§ **Your goal**: Every record that follows needs to be written out again, exactly.

§ **Given records**:
····················

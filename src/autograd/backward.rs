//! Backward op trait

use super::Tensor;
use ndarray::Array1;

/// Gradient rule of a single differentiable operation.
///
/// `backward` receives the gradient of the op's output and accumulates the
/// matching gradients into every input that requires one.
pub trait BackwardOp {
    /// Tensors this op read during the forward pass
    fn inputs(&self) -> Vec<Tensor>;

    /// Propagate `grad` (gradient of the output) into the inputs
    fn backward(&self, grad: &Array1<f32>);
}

····················

§ **Result of the exercise**:
filename src/autograd/backward.rs
//! Backward op trait

use super::Tensor;
use ndarray::Array1;

/// Gradient rule of a single differentiable operation.
///
/// `backward` receives the gradient of the op's output and accumulates the
/// matching gradients into every input that requires one.
pub trait BackwardOp {
    /// Tensors this op read during the forward pass
    fn inputs(&self) -> Vec<Tensor>;

    /// Propagate `grad` (gradient of the output) into the inputs
    fn backward(&self, grad: &Array1<f32>);
}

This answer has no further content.